The doors of the well-equipped music room open on to the same garden. Here, music therapist Tom Crook helps patients to write their own songs – recording them on CDs to share with friends and family. For patients who use nature for inspiration, the garden is close at hand. Hannah, an art therapist supported by Sobell House Charity, also helps them to explore their creativity, often taking nature as a starting point.
Beyond the hospice rooftop there’s a glimpse of the scaffold-clad extension, expected to be finished in May 2019. As fundraising assistant Madeleine explains, “The extension will have six new rooms for patients. It’s been designed to include help for those with dementia. There will also be space for our charity office to relocate, an outpatient clinic and facilities for lymphoedema patients. The garden will be re-landscaped too”.
As the result of an imaginative fundraising event held at the Sheldonian Theatre in Oxford last November, some of the walls of the extension will be decorated with images inspired by ‘The Lost Words’ – a magical book, created by writer Rob Macfarlane and illustrator Jackie Morris, that reconnects us to names from the natural world that we are in danger of forgetting.

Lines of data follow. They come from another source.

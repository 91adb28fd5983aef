//! Flatten command implementation.
//!
//! Resolves the primary configuration file plus the default directory and
//! writes the resulting directives to stdout.

use crate::error::CliError;
use crate::utils::{build_flatten_config, write_stdout, GlobalOptions};
use clap::{Args, ValueEnum};
use std::path::PathBuf;

/// Print the flattened configuration.
#[derive(Args)]
pub struct FlattenCommand {
    /// Primary configuration file [default: /etc/dnsmasq.conf]
    #[arg(value_name = "CONFIG")]
    pub config: Option<PathBuf>,

    /// Output format
    #[arg(
        long,
        value_enum,
        default_value = "lines",
        env = "DNSFLAT_OUTPUT_FORMAT",
        ignore_case = true
    )]
    pub format: OutputFormat,
}

/// Output format for the flatten command.
#[derive(Clone, Copy, ValueEnum)]
#[value(rename_all = "lowercase")]
pub enum OutputFormat {
    /// One directive per line
    Lines,
    /// JSON array of directives
    Json,
}

impl From<OutputFormat> for dnsflat::OutputFormat {
    fn from(format: OutputFormat) -> Self {
        match format {
            OutputFormat::Lines => Self::Lines,
            OutputFormat::Json => Self::Json,
        }
    }
}

impl FlattenCommand {
    /// Execute the flatten command.
    pub fn execute(self, global: &GlobalOptions) -> Result<(), CliError> {
        let config = build_flatten_config(global, self.config);

        let lines = dnsflat::flatten(&config)?;

        let formatter = dnsflat::OutputFormat::from(self.format).create_formatter();
        let output = formatter.format(&lines)?;

        write_stdout(&output)
    }
}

On a very cold evening, a 500 strong audience gathered to hear from the book’s creators about its popularity with people of all ages. It was a privilege to see and hear patients and their families share the Sheldonian stage with Rob and Jackie. Alongside poems from ‘The Lost Words’ and Jackie’s live painting of an otter, they introduced some of the songs, poems and art they’ve created at Sobell House – describing with great poignancy their relationship with nature. It was an extraordinary and moving event.
Perhaps its success shouldn’t have been a surprise. As its creators intended, ‘The Lost Words’ conjures up conversation and sharing about nature both within and between generations. Just imagine the gentle impact the new murals on the walls of Sobell House Hospice will have for patients, families and staff. Landscape Gardens and Health network hopes to be back to take a look later this year.